(RECORDS SUPPLIED)
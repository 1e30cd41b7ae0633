//! Parses the YAML catalogs and checks them against the embedded JSON schemas before
//! handing typed documents to the rest of the pipeline.

use crate::domain::model::{CategoriesDocument, PortsDocument, UserstylesDocument};
use crate::utils::error::{GenError, Result};
use jsonschema::{Draft, JSONSchema};
use serde::de::DeserializeOwned;
use serde_json::Value;

const SCHEMA_BASE: &str = "https://raw.githubusercontent.com/catppuccin/catppuccin/main/resources";

const PORTS_SCHEMA: &str = include_str!("../../schemas/ports.schema.json");
const CATEGORIES_SCHEMA: &str = include_str!("../../schemas/categories.schema.json");
const USERSTYLES_SCHEMA: &str = include_str!("../../schemas/userstyles.schema.json");

pub struct SchemaSet {
    ports: JSONSchema,
    categories: JSONSchema,
    userstyles: JSONSchema,
}

impl SchemaSet {
    /// Compiles the schemas shipped with the binary. The userstyles schema borrows its
    /// category and support definitions from the ports schema.
    pub fn embedded() -> Result<Self> {
        let ports = parse_schema("ports.schema.json", PORTS_SCHEMA)?;
        let categories = parse_schema("categories.schema.json", CATEGORIES_SCHEMA)?;
        let userstyles = parse_schema("userstyles.schema.json", USERSTYLES_SCHEMA)?;

        let ports_id = format!("{}/ports.schema.json", SCHEMA_BASE);

        Ok(Self {
            ports: compile("ports.schema.json", &ports, &[])?,
            categories: compile("categories.schema.json", &categories, &[])?,
            userstyles: compile(
                "userstyles.schema.json",
                &userstyles,
                &[(ports_id.as_str(), &ports)],
            )?,
        })
    }

    pub fn ports(&self, document: &str, text: &str) -> Result<PortsDocument> {
        parse_and_validate(document, text, &self.ports)
    }

    pub fn categories(&self, document: &str, text: &str) -> Result<CategoriesDocument> {
        parse_and_validate(document, text, &self.categories)
    }

    pub fn userstyles(&self, document: &str, text: &str) -> Result<UserstylesDocument> {
        parse_and_validate(document, text, &self.userstyles)
    }
}

fn parse_schema(name: &str, raw: &str) -> Result<Value> {
    serde_json::from_str(raw).map_err(|e| GenError::ConfigError {
        message: format!("embedded schema {} is not valid JSON: {}", name, e),
    })
}

fn compile(name: &str, schema: &Value, documents: &[(&str, &Value)]) -> Result<JSONSchema> {
    let mut options = JSONSchema::options();
    options.with_draft(Draft::Draft7);
    for (id, document) in documents {
        options.with_document(id.to_string(), (*document).clone());
    }

    options.compile(schema).map_err(|e| GenError::ConfigError {
        message: format!("embedded schema {} does not compile: {}", name, e),
    })
}

/// YAML text → JSON value → schema check → typed document.
pub fn parse_and_validate<T: DeserializeOwned>(
    document: &str,
    text: &str,
    schema: &JSONSchema,
) -> Result<T> {
    let value: Value = serde_yaml::from_str(text).map_err(|e| GenError::ValidationError {
        document: document.to_string(),
        details: vec![format!("invalid YAML: {}", e)],
    })?;

    if let Err(errors) = schema.validate(&value) {
        let details = errors
            .map(|err| {
                let path = err.instance_path.to_string();
                if path.is_empty() {
                    format!("(root): {}", err)
                } else {
                    format!("{}: {}", path, err)
                }
            })
            .collect::<Vec<_>>();
        return Err(GenError::ValidationError {
            document: document.to_string(),
            details,
        });
    }

    serde_json::from_value(value).map_err(|e| GenError::ValidationError {
        document: document.to_string(),
        details: vec![e.to_string()],
    })
}

#[cfg(test)]
mod tests {
    use super::*;

    fn details(err: GenError) -> Vec<String> {
        match err {
            GenError::ValidationError { details, .. } => details,
            other => panic!("expected ValidationError, got {:?}", other),
        }
    }

    #[test]
    fn test_valid_ports_document_keeps_source_order() {
        let schemas = SchemaSet::embedded().unwrap();
        let doc = schemas
            .ports(
                "ports.yml",
                r#"
ports:
  zed:
    name: Zed
    categories: [development_tools]
    platform: [linux, macos]
  alacritty:
    name: Alacritty
    categories: [terminals]
    color: rosewater
showcases:
  - title: Catwalk
    link: https://github.com/catppuccin/catwalk
    description: Preview generator
"#,
            )
            .unwrap();

        let slugs: Vec<&str> = doc.ports.iter().map(|(slug, _)| slug.as_str()).collect();
        assert_eq!(slugs, vec!["zed", "alacritty"]);
        let alacritty = doc.ports.get("alacritty").unwrap();
        assert_eq!(alacritty.extra.get("color").unwrap(), "rosewater");
        assert_eq!(doc.showcases.unwrap().len(), 1);
    }

    #[test]
    fn test_port_without_name_is_rejected_with_path() {
        let schemas = SchemaSet::embedded().unwrap();
        let err = schemas
            .ports(
                "ports.yml",
                "ports:\n  p1:\n    categories: [a]\n",
            )
            .unwrap_err();

        let details = details(err);
        assert!(details.iter().any(|d| d.contains("/ports/p1")), "{:?}", details);
    }

    #[test]
    fn test_invalid_yaml_is_a_validation_error() {
        let schemas = SchemaSet::embedded().unwrap();
        let err = schemas.categories("categories.yml", "- key: [unclosed").unwrap_err();
        assert!(details(err)[0].starts_with("invalid YAML"));
    }

    #[test]
    fn test_categories_document() {
        let schemas = SchemaSet::embedded().unwrap();
        let doc = schemas
            .categories(
                "categories.yml",
                "- key: terminals\n  name: Terminals\n  emoji: \"💻\"\n- key: game\n  name: Games\n  emoji: \"🎮\"\n",
            )
            .unwrap();
        assert_eq!(doc.categories.len(), 2);
        assert_eq!(doc.categories[1].key, "game");

        let err = schemas
            .categories("categories.yml", "- key: terminals\n  name: Terminals\n")
            .unwrap_err();
        assert!(matches!(err, GenError::ValidationError { .. }));
    }

    #[test]
    fn test_userstyles_schema_uses_shared_category_definition() {
        let schemas = SchemaSet::embedded().unwrap();
        let ok = schemas.userstyles(
            "userstyles.yml",
            "userstyles:\n  github:\n    name: GitHub\n    categories: [development_tools]\n",
        );
        assert!(ok.is_ok());

        // An empty category list violates the definition pulled from the ports schema.
        let err = schemas
            .userstyles(
                "userstyles.yml",
                "userstyles:\n  github:\n    name: GitHub\n    categories: []\n",
            )
            .unwrap_err();
        let details = details(err);
        assert!(details.iter().any(|d| d.contains("/userstyles/github/categories")), "{:?}", details);
    }
}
(End RECORDS SUPPLIED)
§ **DESCRIPTION OF THE TASK**:
The whole of the data above must be given again, unaltered and complete.

§ **RESULT FOR THIS TASK**:
repository 1e30cd41b7ae0633
//! Parses the YAML catalogs and checks them against the embedded JSON schemas before
//! handing typed documents to the rest of the pipeline.

use crate::domain::model::{CategoriesDocument, PortsDocument, UserstylesDocument};
use crate::utils::error::{GenError, Result};
use jsonschema::{Draft, JSONSchema};
use serde::de::DeserializeOwned;
use serde_json::Value;

const SCHEMA_BASE: &str = "https://raw.githubusercontent.com/catppuccin/catppuccin/main/resources";

const PORTS_SCHEMA: &str = include_str!("../../schemas/ports.schema.json");
const CATEGORIES_SCHEMA: &str = include_str!("../../schemas/categories.schema.json");
const USERSTYLES_SCHEMA: &str = include_str!("../../schemas/userstyles.schema.json");

pub struct SchemaSet {
    ports: JSONSchema,
    categories: JSONSchema,
    userstyles: JSONSchema,
}

impl SchemaSet {
    /// Compiles the schemas shipped with the binary. The userstyles schema borrows its
    /// category and support definitions from the ports schema.
    pub fn embedded() -> Result<Self> {
        let ports = parse_schema("ports.schema.json", PORTS_SCHEMA)?;
        let categories = parse_schema("categories.schema.json", CATEGORIES_SCHEMA)?;
        let userstyles = parse_schema("userstyles.schema.json", USERSTYLES_SCHEMA)?;

        let ports_id = format!("{}/ports.schema.json", SCHEMA_BASE);

        Ok(Self {
            ports: compile("ports.schema.json", &ports, &[])?,
            categories: compile("categories.schema.json", &categories, &[])?,
            userstyles: compile(
                "userstyles.schema.json",
                &userstyles,
                &[(ports_id.as_str(), &ports)],
            )?,
        })
    }

    pub fn ports(&self, document: &str, text: &str) -> Result<PortsDocument> {
        parse_and_validate(document, text, &self.ports)
    }

    pub fn categories(&self, document: &str, text: &str) -> Result<CategoriesDocument> {
        parse_and_validate(document, text, &self.categories)
    }

    pub fn userstyles(&self, document: &str, text: &str) -> Result<UserstylesDocument> {
        parse_and_validate(document, text, &self.userstyles)
    }
}

fn parse_schema(name: &str, raw: &str) -> Result<Value> {
    serde_json::from_str(raw).map_err(|e| GenError::ConfigError {
        message: format!("embedded schema {} is not valid JSON: {}", name, e),
    })
}

fn compile(name: &str, schema: &Value, documents: &[(&str, &Value)]) -> Result<JSONSchema> {
    let mut options = JSONSchema::options();
    options.with_draft(Draft::Draft7);
    for (id, document) in documents {
        options.with_document(id.to_string(), (*document).clone());
    }

    options.compile(schema).map_err(|e| GenError::ConfigError {
        message: format!("embedded schema {} does not compile: {}", name, e),
    })
}

/// YAML text → JSON value → schema check → typed document.
pub fn parse_and_validate<T: DeserializeOwned>(
    document: &str,
    text: &str,
    schema: &JSONSchema,
) -> Result<T> {
    let value: Value = serde_yaml::from_str(text).map_err(|e| GenError::ValidationError {
        document: document.to_string(),
        details: vec![format!("invalid YAML: {}", e)],
    })?;

    if let Err(errors) = schema.validate(&value) {
        let details = errors
            .map(|err| {
                let path = err.instance_path.to_string();
                if path.is_empty() {
                    format!("(root): {}", err)
                } else {
                    format!("{}: {}", path, err)
                }
            })
            .collect::<Vec<_>>();
        return Err(GenError::ValidationError {
            document: document.to_string(),
            details,
        });
    }

    serde_json::from_value(value).map_err(|e| GenError::ValidationError {
        document: document.to_string(),
        details: vec![e.to_string()],
    })
}

#[cfg(test)]
mod tests {
    use super::*;

    fn details(err: GenError) -> Vec<String> {
        match err {
            GenError::ValidationError { details, .. } => details,
            other => panic!("expected ValidationError, got {:?}", other),
        }
    }

    #[test]
    fn test_valid_ports_document_keeps_source_order() {
        let schemas = SchemaSet::embedded().unwrap();
        let doc = schemas
            .ports(
                "ports.yml",
                r#"
ports:
  zed:
    name: Zed
    categories: [development_tools]
    platform: [linux, macos]
  alacritty:
    name: Alacritty
    categories: [terminals]
    color: rosewater
showcases:
  - title: Catwalk
    link: https://github.com/catppuccin/catwalk
    description: Preview generator
"#,
            )
            .unwrap();

        let slugs: Vec<&str> = doc.ports.iter().map(|(slug, _)| slug.as_str()).collect();
        assert_eq!(slugs, vec!["zed", "alacritty"]);
        let alacritty = doc.ports.get("alacritty").unwrap();
        assert_eq!(alacritty.extra.get("color").unwrap(), "rosewater");
        assert_eq!(doc.showcases.unwrap().len(), 1);
    }

    #[test]
    fn test_port_without_name_is_rejected_with_path() {
        let schemas = SchemaSet::embedded().unwrap();
        let err = schemas
            .ports(
                "ports.yml",
                "ports:\n  p1:\n    categories: [a]\n",
            )
            .unwrap_err();

        let details = details(err);
        assert!(details.iter().any(|d| d.contains("/ports/p1")), "{:?}", details);
    }

    #[test]
    fn test_invalid_yaml_is_a_validation_error() {
        let schemas = SchemaSet::embedded().unwrap();
        let err = schemas.categories("categories.yml", "- key: [unclosed").unwrap_err();
        assert!(details(err)[0].starts_with("invalid YAML"));
    }

    #[test]
    fn test_categories_document() {
        let schemas = SchemaSet::embedded().unwrap();
        let doc = schemas
            .categories(
                "categories.yml",
                "- key: terminals\n  name: Terminals\n  emoji: \"💻\"\n- key: game\n  name: Games\n  emoji: \"🎮\"\n",
            )
            .unwrap();
        assert_eq!(doc.categories.len(), 2);
        assert_eq!(doc.categories[1].key, "game");

        let err = schemas
            .categories("categories.yml", "- key: terminals\n  name: Terminals\n")
            .unwrap_err();
        assert!(matches!(err, GenError::ValidationError { .. }));
    }

    #[test]
    fn test_userstyles_schema_uses_shared_category_definition() {
        let schemas = SchemaSet::embedded().unwrap();
        let ok = schemas.userstyles(
            "userstyles.yml",
            "userstyles:\n  github:\n    name: GitHub\n    categories: [development_tools]\n",
        );
        assert!(ok.is_ok());

        // An empty category list violates the definition pulled from the ports schema.
        let err = schemas
            .userstyles(
                "userstyles.yml",
                "userstyles:\n  github:\n    name: GitHub\n    categories: []\n",
            )
            .unwrap_err();
        let details = details(err);
        assert!(details.iter().any(|d| d.contains("/userstyles/github/categories")), "{:?}", details);
    }
}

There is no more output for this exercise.